Prolog

50 2 2
                                    


Alissa terdiam di depan laptop, pikirannya tengah mengelana ke berbagai hal dan kejadian di masa lampau. Ia tengah didera kelelahan yang luar biasa. Tugas dari kampus seperti tanpa henti dan tak pernah membiarkan dia beristirahat barang sejenak. Begitu pula dengan beberapa kegiatan di luar kampus yang berusaha dia ikuti bersama dengan beberapa teman, termasuk Yasmin. Namun, ia mulai merasa jengah dengan kesibukannya. Ia rindu bergelung dengan dirinya sendiri dan ia rindu dapat meluapkan rasa pada dirinya sendiri.

Alissa mendesah cukup keras setelah memikirkan banyak hal tersebut. Ia melirik ke samping sebelah kanan di mana tumpukan buku tulis berisikan hasil coretan-coretannya berada.

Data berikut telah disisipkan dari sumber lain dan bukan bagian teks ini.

//! Song model: tracks, pattern sequences and note/effect columns.
//!
//! These types map directly to the compact song JSON produced by the
//! editor: `songData[].i` is the instrument register, `p` the pattern
//! sequence and `c` the pattern columns with notes `n` and effects `f`.

use serde::{Deserialize, Serialize};

use crate::error::{SongError, SongResult};
use crate::instrument::{Instrument, REGISTER_COUNT};

/// Output sample rate. Songs are authored against it and it cannot change.
pub const SAMPLE_RATE: u32 = 44_100;

/// Simultaneous note slots per pattern row.
pub const NOTE_SLOTS: usize = 4;

/// Output channels (interleaved stereo).
pub const OUTPUT_CHANNELS: usize = 2;

// ── Song ────────────────────────────────────────────────────

/// A complete song, supplied in full before rendering.
#[derive(Debug, Clone, PartialEq, Serialize, Deserialize)]
#[serde(rename_all = "camelCase")]
pub struct Song {
    /// One track per channel.
    #[serde(rename = "songData")]
    pub tracks: Vec<Track>,
    /// Samples per row.
    pub row_len: u32,
    /// Rows per pattern.
    pub pattern_len: u32,
    /// Last sequence position to render (inclusive).
    pub end_pattern: u32,
    /// Number of tracks to render.
    pub num_channels: u32,
}

impl Song {
    /// Create an empty song with the given timing.
    pub fn new(row_len: u32, pattern_len: u32, end_pattern: u32) -> Self {
        Song {
            tracks: Vec::new(),
            row_len,
            pattern_len,
            end_pattern,
            num_channels: 0,
        }
    }

    /// Append a track and count it as a rendered channel.
    pub fn push_track(&mut self, track: Track) {
        self.tracks.push(track);
        self.num_channels += 1;
    }

    /// Parse song JSON and validate its structure.
    pub fn from_json(source: &str) -> SongResult<Song> {
        let song: Song = serde_json::from_str(source)?;
        song.validate()?;
        Ok(song)
    }

    pub fn to_json(&self) -> SongResult<String> {
        Ok(serde_json::to_string(self)?)
    }

    /// Number of sequence positions rendered.
    pub fn positions(&self) -> usize {
        self.end_pattern as usize + 1
    }

    /// Total rendered length in stereo frames.
    pub fn frames(&self) -> usize {
        self.row_len as usize * self.pattern_len as usize * self.positions()
    }

    /// Tracks that take part in rendering (the first `numChannels`).
    pub fn rendered_tracks(&self) -> &[Track] {
        let n = (self.num_channels as usize).min(self.tracks.len());
        &self.tracks[..n]
    }

    pub fn duration_secs(&self) -> f64 {
        self.frames() as f64 / SAMPLE_RATE as f64
    }

    /// Check the references the renderer would otherwise silently skip.
    pub fn validate(&self) -> SongResult<()> {
        let declared = self.num_channels as usize;
        if declared > self.tracks.len() {
            return Err(SongError::MissingTracks {
                declared,
                available: self.tracks.len(),
            });
        }

        let pattern_len = self.pattern_len as usize;
        for (t, track) in self.rendered_tracks().iter().enumerate() {
            for position in 0..self.positions() {
                let pattern = track.pattern_at(position);
                if pattern != 0 && track.column(pattern).is_none() {
                    return Err(SongError::MissingPattern {
                        track: t,
                        position,
                        pattern,
                        available: track.columns.len(),
                    });
                }
            }

            for (c, column) in track.columns.iter().enumerate() {
                for row in 0..pattern_len {
                    if let Some(cmd) = column.effect(row, pattern_len) {
                        if cmd.register >= REGISTER_COUNT {
                            return Err(SongError::InvalidRegister {
                                track: t,
                                pattern: c + 1,
                                row,
                                register: cmd.register,
                            });
                        }
                    }
                }
            }
        }
        Ok(())
    }

    /// Summary of the rendered output shape.
    pub fn info(&self) -> SongInfo {
        SongInfo {
            sample_rate: SAMPLE_RATE,
            channels: OUTPUT_CHANNELS,
            frames: self.frames(),
            tracks: self.rendered_tracks().len(),
            duration_secs: self.duration_secs(),
        }
    }
}

/// Output shape of a song, reported to callers before rendering.
#[derive(Debug, Clone, PartialEq, Serialize, Deserialize)]
#[serde(rename_all = "camelCase")]
pub struct SongInfo {
    pub sample_rate: u32,
    pub channels: usize,
    pub frames: usize,
    pub tracks: usize,
    pub duration_secs: f64,
}

// ── Track ───────────────────────────────────────────────────

/// One channel: instrument, pattern sequence and pattern columns.
#[derive(Debug, Clone, Default, PartialEq, Serialize, Deserialize)]
pub struct Track {
    #[serde(rename = "i")]
    pub instrument: Instrument,
    /// Pattern index per song position; 0 or missing is silence.
    #[serde(rename = "p", default)]
    pub sequence: Vec<Option<u32>>,
    /// Pattern `k` lives at `columns[k - 1]`.
    #[serde(rename = "c", default)]
    pub columns: Vec<Column>,
}

impl Track {
    pub fn new(instrument: Instrument) -> Self {
        Track {
            instrument,
            sequence: Vec::new(),
            columns: Vec::new(),
        }
    }

    /// Pattern index at a song position (0 = silent).
    pub fn pattern_at(&self, position: usize) -> usize {
        self.sequence
            .get(position)
            .copied()
            .flatten()
            .unwrap_or(0) as usize
    }

    /// Column data for a 1-based pattern index.
    pub fn column(&self, pattern: usize) -> Option<&Column> {
        pattern.checked_sub(1).and_then(|i| self.columns.get(i))
    }

    /// Column data playing at a song position, if any.
    pub fn column_at(&self, position: usize) -> Option<&Column> {
        self.column(self.pattern_at(position))
    }
}

// ── Column ──────────────────────────────────────────────────

/// One pattern's notes and effect commands.
#[derive(Debug, Clone, Default, PartialEq, Serialize, Deserialize)]
pub struct Column {
    /// Notes, addressed `row + slot * pattern_len`. 0 or missing is no note.
    #[serde(rename = "n", default)]
    pub notes: Vec<Option<u32>>,
    /// Effect commands: `f[row]` is the 1-based target register,
    /// `f[row + pattern_len]` the value written.
    #[serde(rename = "f", default)]
    pub effects: Vec<Option<i32>>,
}

impl Column {
    /// Empty column sized for `pattern_len` rows.
    pub fn new(pattern_len: usize) -> Self {
        Column {
            notes: vec![None; pattern_len * NOTE_SLOTS],
            effects: vec![None; pattern_len * 2],
        }
    }

    /// Note at a row and slot (0 = none).
    pub fn note(&self, row: usize, slot: usize, pattern_len: usize) -> u32 {
        self.notes
            .get(row + slot * pattern_len)
            .copied()
            .flatten()
            .unwrap_or(0)
    }

    pub fn set_note(&mut self, row: usize, slot: usize, pattern_len: usize, note: u32) {
        let index = row + slot * pattern_len;
        if self.notes.len() <= index {
            self.notes.resize(index + 1, None);
        }
        self.notes[index] = Some(note);
    }

    /// Effect command on a row, if any.
    pub fn effect(&self, row: usize, pattern_len: usize) -> Option<EffectCommand> {
        let target = self.effects.get(row).copied().flatten().unwrap_or(0);
        if target <= 0 {
            return None;
        }
        let value = self
            .effects
            .get(row + pattern_len)
            .copied()
            .flatten()
            .unwrap_or(0);
        Some(EffectCommand {
            register: target as usize - 1,
            value,
        })
    }

    pub fn set_effect(&mut self, row: usize, pattern_len: usize, cmd: EffectCommand) {
        let len = (row + pattern_len + 1).max(pattern_len * 2);
        if self.effects.len() < len {
            self.effects.resize(len, None);
        }
        self.effects[row] = Some(cmd.register as i32 + 1);
        self.effects[row + pattern_len] = Some(cmd.value);
    }
}

/// Register write triggered by a pattern row.
#[derive(Debug, Clone, Copy, PartialEq, Eq)]
pub struct EffectCommand {
    /// 0-based register index.
    pub register: usize,
    pub value: i32,
}

impl EffectCommand {
    pub fn new(register: usize, value: i32) -> Self {
        EffectCommand { register, value }
    }
}

#[cfg(test)]
mod tests {
    use super::*;
    use crate::instrument::Param;
    use pretty_assertions::assert_eq;

    const SONG_JSON: &str = r#"{
        "songData": [
            {
                "i": [0, 255, 116, 64, 0, 255, 120, 0, 64, 127, 4, 6, 35, 0, 0, 0,
                      0, 0, 0, 0, 2, 14, 0, 10, 32, 0, 0, 0, 0],
                "p": [1, 1, null, 2],
                "c": [
                    {"n": [147, null, 150], "f": [25, null, null, 64]},
                    {"n": [], "f": []}
                ]
            }
        ],
        "rowLen": 5513,
        "patternLen": 3,
        "endPattern": 3,
        "numChannels": 1
    }"#;

    #[test]
    fn parses_editor_json() {
        let song = Song::from_json(SONG_JSON).unwrap();
        assert_eq!(song.tracks.len(), 1);
        assert_eq!(song.row_len, 5513);
        let track = &song.tracks[0];
        assert_eq!(track.instrument.get(Param::Osc1Volume), 255);
        assert_eq!(track.instrument.get(Param::FilterMode), 2);
        assert_eq!(track.pattern_at(0), 1);
        assert_eq!(track.pattern_at(2), 0);
        assert_eq!(track.pattern_at(3), 2);
        assert_eq!(track.pattern_at(99), 0);
    }

    #[test]
    fn column_addressing() {
        let song = Song::from_json(SONG_JSON).unwrap();
        let column = song.tracks[0].column(1).unwrap();
        assert_eq!(column.note(0, 0, 3), 147);
        assert_eq!(column.note(1, 0, 3), 0);
        assert_eq!(column.note(2, 0, 3), 150);
        assert_eq!(column.note(0, 3, 3), 0);
        assert_eq!(column.effect(0, 3), Some(EffectCommand::new(24, 64)));
        assert_eq!(column.effect(1, 3), None);
    }

    #[test]
    fn frames_cover_every_position() {
        let song = Song::from_json(SONG_JSON).unwrap();
        assert_eq!(song.frames(), 5513 * 3 * 4);
        let info = song.info();
        assert_eq!(info.channels, 2);
        assert_eq!(info.sample_rate, 44_100);
        assert_eq!(info.tracks, 1);
    }

    #[test]
    fn json_roundtrip_preserves_song() {
        let song = Song::from_json(SONG_JSON).unwrap();
        let json = song.to_json().unwrap();
        let back = Song::from_json(&json).unwrap();
        assert_eq!(back, song);
    }

    #[test]
    fn rejects_missing_tracks() {
        let mut song = Song::new(100, 1, 0);
        song.push_track(Track::default());
        song.num_channels = 2;
        assert!(matches!(
            song.validate(),
            Err(SongError::MissingTracks { declared: 2, available: 1 })
        ));
    }

    #[test]
    fn rejects_missing_pattern() {
        let mut song = Song::new(100, 1, 1);
        let mut track = Track::default();
        track.sequence = vec![None, Some(3)];
        track.columns.push(Column::new(1));
        song.push_track(track);
        assert!(matches!(
            song.validate(),
            Err(SongError::MissingPattern { track: 0, position: 1, pattern: 3, available: 1 })
        ));
    }

    #[test]
    fn rejects_out_of_range_register() {
        let mut song = Song::new(100, 2, 0);
        let mut column = Column::new(2);
        column.set_effect(1, 2, EffectCommand::new(40, 1));
        let mut track = Track::default();
        track.sequence = vec![Some(1)];
        track.columns.push(column);
        song.push_track(track);
        assert!(matches!(
            song.validate(),
            Err(SongError::InvalidRegister { register: 40, row: 1, .. })
        ));
    }

    #[test]
    fn set_effect_roundtrips() {
        let mut column = Column::new(4);
        column.set_effect(2, 4, EffectCommand::new(Param::Osc1Volume.index(), 99));
        assert_eq!(column.effect(2, 4), Some(EffectCommand::new(1, 99)));
        assert_eq!(column.effects.len(), 8);
    }

    #[test]
    fn syntax_error_is_json_error() {
        let err = Song::from_json("{ not json").unwrap_err();
        assert!(matches!(err, SongError::Json(_)));
    }
}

Ia ambil satu di antara mereka dan mulai membacanya. Tiba-tiba saja Alissa sudah tersedot ke dalam kisah hasil coretannya dan tak terasa hatinya sudah merasa jauh lebih baik. Ia menatap ke luar melalui jendela kamarnya yang langsung berbatasan dengan halaman belakang mungil, tapi asri. Melihat pemandangan tersebut hatinya jauh lebih lega lagi.

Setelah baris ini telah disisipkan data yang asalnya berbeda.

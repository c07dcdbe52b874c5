//! Per-track cache of rendered notes, keyed by pitch.

use std::collections::HashMap;

/// Rendered note buffers for one track render.
///
/// Entries stay valid only while the tone registers are unchanged; the
/// track renderer calls [`NoteCache::invalidate`] on every tone write.
#[derive(Debug, Default)]
pub struct NoteCache {
    notes: HashMap<u32, Vec<i32>>,
    renders: usize,
    invalidations: usize,
}

impl NoteCache {
    pub fn new() -> Self {
        Self::default()
    }

    /// Cached buffer for `note`, rendering it with `render` on a miss.
    pub fn get_or_render<F>(&mut self, note: u32, render: F) -> &[i32]
    where
        F: FnOnce() -> Vec<i32>,
    {
        let renders = &mut self.renders;
        self.notes.entry(note).or_insert_with(|| {
            *renders += 1;
            render()
        })
    }

    /// Drop every cached buffer.
    pub fn invalidate(&mut self) {
        self.notes.clear();
        self.invalidations += 1;
    }

    pub fn len(&self) -> usize {
        self.notes.len()
    }

    pub fn is_empty(&self) -> bool {
        self.notes.is_empty()
    }

    /// Number of cache misses so far.
    pub fn renders(&self) -> usize {
        self.renders
    }

    pub fn invalidations(&self) -> usize {
        self.invalidations
    }
}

Perhatian Alissa teralihkan lagi ketika mendengar bunyi notifikasi dari ponselnya. Ia mengetuk dan mengusap layar ponselnya kemudian membaca pesan yang ternyata dari grup pesan dari klub teater yang diikutinya. Di dalam pesan tersebut dijelaskan bahwa mereka akan mengadakan sebuah panggung persembahan untuk ulang tahun kampus. Jadi, seluruh anggota diharapkan berpartisipasi. Binar wajah Alissa meredup seketika. Alissa menghempaskan punggungnya pada sandaran kursi, menatap langit-langit kamar yang berwarna putih.

“Pada akhirnya, semua kesibukan ini memang nggak ada habisnya,” keluhnya dalam hati.

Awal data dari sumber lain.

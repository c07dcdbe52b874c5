//! Audio engine: renders every track of a song and mixes the result.
//!
//! Tracks are independent. Each one gets its own noise stream, picked by
//! track index from the engine seed, so a track sounds the same whether
//! it renders first, last or on another thread.

use rand_pcg::Pcg32;

use crate::song::Song;

use super::channel::ChannelBuffer;
use super::mixer::{MixBuffer, RenderedAudio};
use super::track::{TrackRenderer, TrackStats};

/// Seed used by [`AudioEngine::new`].
pub const DEFAULT_SEED: u64 = 0x5EED_B0C5;

/// Noise generator for one track. The track index selects the PCG stream.
pub fn track_rng(seed: u64, index: usize) -> Pcg32 {
    Pcg32::new(seed, index as u64)
}

#[derive(Debug, Clone, Copy, PartialEq, Eq)]
pub struct AudioEngine {
    seed: u64,
}

impl Default for AudioEngine {
    fn default() -> Self {
        Self::new()
    }
}

impl AudioEngine {
    pub fn new() -> Self {
        Self::with_seed(DEFAULT_SEED)
    }

    pub fn with_seed(seed: u64) -> Self {
        AudioEngine { seed }
    }

    pub fn seed(&self) -> u64 {
        self.seed
    }

    /// Render one of the song's rendered tracks on its own.
    ///
    /// Returns `None` when `index` is past `numChannels` or the track list.
    pub fn render_track(&self, song: &Song, index: usize) -> Option<(ChannelBuffer, TrackStats)> {
        let track = song.rendered_tracks().get(index)?;
        let mut noise = track_rng(self.seed, index);
        let (channel, stats) = TrackRenderer::new(song, track).render_with_stats(&mut noise);
        tracing::debug!(
            track = index,
            frames = channel.frames(),
            notes_played = stats.notes_played,
            notes_rendered = stats.notes_rendered,
            cache_invalidations = stats.cache_invalidations,
            "rendered track"
        );
        Some((channel, stats))
    }

    /// Render all tracks and sum them into a mix buffer.
    pub fn render(&self, song: &Song) -> MixBuffer {
        let tracks = song.rendered_tracks().len();
        let mut mix = MixBuffer::new(song.frames());

        #[cfg(feature = "parallel")]
        {
            use rayon::prelude::*;

            let channels: Vec<ChannelBuffer> = (0..tracks)
                .into_par_iter()
                .filter_map(|i| self.render_track(song, i).map(|(c, _)| c))
                .collect();
            for channel in &channels {
                mix.add_channel(channel);
            }
        }

        #[cfg(not(feature = "parallel"))]
        for i in 0..tracks {
            if let Some((channel, _)) = self.render_track(song, i) {
                mix.add_channel(&channel);
            }
        }

        tracing::debug!(tracks, frames = mix.frames(), "song mixed");
        mix
    }

    /// Render and normalize to floating-point stereo.
    pub fn render_audio(&self, song: &Song) -> RenderedAudio {
        self.render(song).normalize()
    }
}

#[cfg(test)]
mod tests {
    use super::*;
    use crate::dsp::voice::render_note;
    use crate::instrument::{Instrument, Param};
    use crate::song::{Column, Track};

    const NOTE: u32 = 147;

    /// Sine pair, sustain only, filter off, unity drive, no pan or delay.
    fn clean_instrument() -> Instrument {
        Instrument::default()
            .with(Param::Osc1Volume, 100)
            .with(Param::Osc1Semitone, 128)
            .with(Param::Osc2Volume, 60)
            .with(Param::Osc2Semitone, 128)
            .with(Param::Sustain, 5)
            .with(Param::Drive, 32)
    }

    fn track_with_note(instrument: Instrument, pattern_len: usize, row: usize, note: u32) -> Track {
        let mut column = Column::new(pattern_len);
        column.set_note(row, 0, pattern_len, note);
        let mut track = Track::new(instrument);
        track.sequence = vec![Some(1)];
        track.columns.push(column);
        track
    }

    fn noisy_song() -> Song {
        let noisy = clean_instrument()
            .with(Param::NoiseVolume, 80)
            .with(Param::FilterMode, 2)
            .with(Param::FilterCutoff, 90)
            .with(Param::DelayTime, 2)
            .with(Param::DelayAmount, 100);
        let mut song = Song::new(400, 4, 1);
        song.push_track(track_with_note(noisy.clone(), 4, 0, NOTE));
        song.push_track(track_with_note(noisy, 4, 1, NOTE + 5));
        song.push_track(track_with_note(clean_instrument(), 4, 2, NOTE - 12));
        song
    }

    #[test]
    fn single_note_end_to_end() {
        let mut song = Song::new(100, 1, 0);
        song.push_track(track_with_note(clean_instrument(), 1, 0, NOTE));
        let mix = AudioEngine::new().render(&song);
        assert_eq!(mix.as_slice().len(), 200);

        let mut silent = Pcg32::new(0, 0);
        let note = render_note(&clean_instrument(), NOTE, 100, &mut silent);
        assert!(note.iter().any(|&s| s != 0));
        for (j, &s) in note.iter().enumerate() {
            let half = (s as f64 * 0.5).trunc() as i32;
            assert_eq!(mix.as_slice()[2 * j], half, "left {j}");
            assert_eq!(mix.as_slice()[2 * j + 1], half, "right {j}");
        }
    }

    #[test]
    fn same_seed_is_reproducible() {
        let song = noisy_song();
        let a = AudioEngine::with_seed(42).render(&song);
        let b = AudioEngine::with_seed(42).render(&song);
        assert_eq!(a, b);
    }

    #[test]
    fn seed_changes_noise() {
        let song = noisy_song();
        let a = AudioEngine::with_seed(1).render(&song);
        let b = AudioEngine::with_seed(2).render(&song);
        assert_ne!(a, b);
    }

    #[test]
    fn seed_is_irrelevant_without_noise() {
        let mut song = Song::new(200, 2, 0);
        song.push_track(track_with_note(clean_instrument(), 2, 0, NOTE));
        let a = AudioEngine::with_seed(1).render(&song);
        let b = AudioEngine::with_seed(99).render(&song);
        assert_eq!(a, b);
    }

    #[test]
    fn mix_is_sum_of_tracks() {
        let song = noisy_song();
        let engine = AudioEngine::with_seed(7);
        let mut expected = MixBuffer::new(song.frames());
        for i in 0..song.tracks.len() {
            let (channel, _) = engine.render_track(&song, i).unwrap();
            expected.add_channel(&channel);
        }
        assert_eq!(engine.render(&song), expected);
    }

    #[test]
    fn tracks_past_num_channels_are_skipped() {
        let mut song = noisy_song();
        let engine = AudioEngine::with_seed(7);
        let full = engine.render(&song);
        song.num_channels = 2;
        assert!(engine.render_track(&song, 2).is_none());
        let (third, _) = AudioEngine::with_seed(7)
            .render_track(&noisy_song(), 2)
            .unwrap();
        let mut partial = engine.render(&song);
        partial.add_channel(&third);
        assert_eq!(partial, full);
    }

    #[test]
    fn track_streams_are_independent() {
        let mut a = track_rng(5, 0);
        let mut b = track_rng(5, 1);
        let xs: Vec<u32> = (0..8).map(|_| rand::RngCore::next_u32(&mut a)).collect();
        let ys: Vec<u32> = (0..8).map(|_| rand::RngCore::next_u32(&mut b)).collect();
        assert_ne!(xs, ys);
    }

    #[test]
    fn render_audio_matches_song_shape() {
        let song = noisy_song();
        let audio = AudioEngine::new().render_audio(&song);
        let info = song.info();
        assert_eq!(audio.frames(), info.frames);
        assert_eq!(audio.right.len(), info.frames);
        assert_eq!(audio.sample_rate, info.sample_rate);
        assert!(audio.peak() > 0.0);
    }
}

Ia terdiam dalam lamunan, membiarkan otaknya kosong dalam sekejab. Hatinya dilanda lelah yang jauh lebih luar biasa. Ia berpikir bahwa bertemu dengan banyak orang pasti butuh begitu banyak topeng. Topeng ia bisa bersikap normal, tidak gugup, tidak terlihat ketakutan, dan bisa ceria karena teater adalah salah satu dunia kecintaannya. Kemudian dia harus rela beramah tamah sebisanya, berbasa basi yang pasti akan terasa kaku, dan pada akhirnya ia akan memilih duduk di sudut sendirian. Apalagi ia sudah bolos di klub teater hampir satu bulan karena aktivitas kuliahnya yang membludak. Akan ada banyak tanya yang menjengahkan di sana, yang membuatnya akan kosong sekaligus gemetar setengah mati.

Ia bangkit dari posisinya dan memilih menyembunyikan wajahnya di balik kedua tangkupan telapaka tangan. Ia akan lelah sekali setelah itu dan butuh waktu lebih banyak lagi untuk sendirian. Ia jadi tidak yakin dengan keinginannya untuk terus melaju di teater. Ia jadi ingin menyerah dan menjalani hidup normal sebagai mahasiswa biasa saja. Setidaknya dengan menjalani kuliah dengan benar, ia tak harus menjadi orang lain. Ia diam pun tak ada yang memprotes atau ia yang belum tahu. Kecuali saat presentasi dan tugas kelompok, ia lebih memilih diam karena banyak bicara berarti banyak mengeluarkan tenaga. Otaknya cepat kosong dan terasa bodoh dalam situasi seperti itu dan ia tak suka dirinya saat seperti itu. Rasanya ingin menenggelamkan diri di laut saja.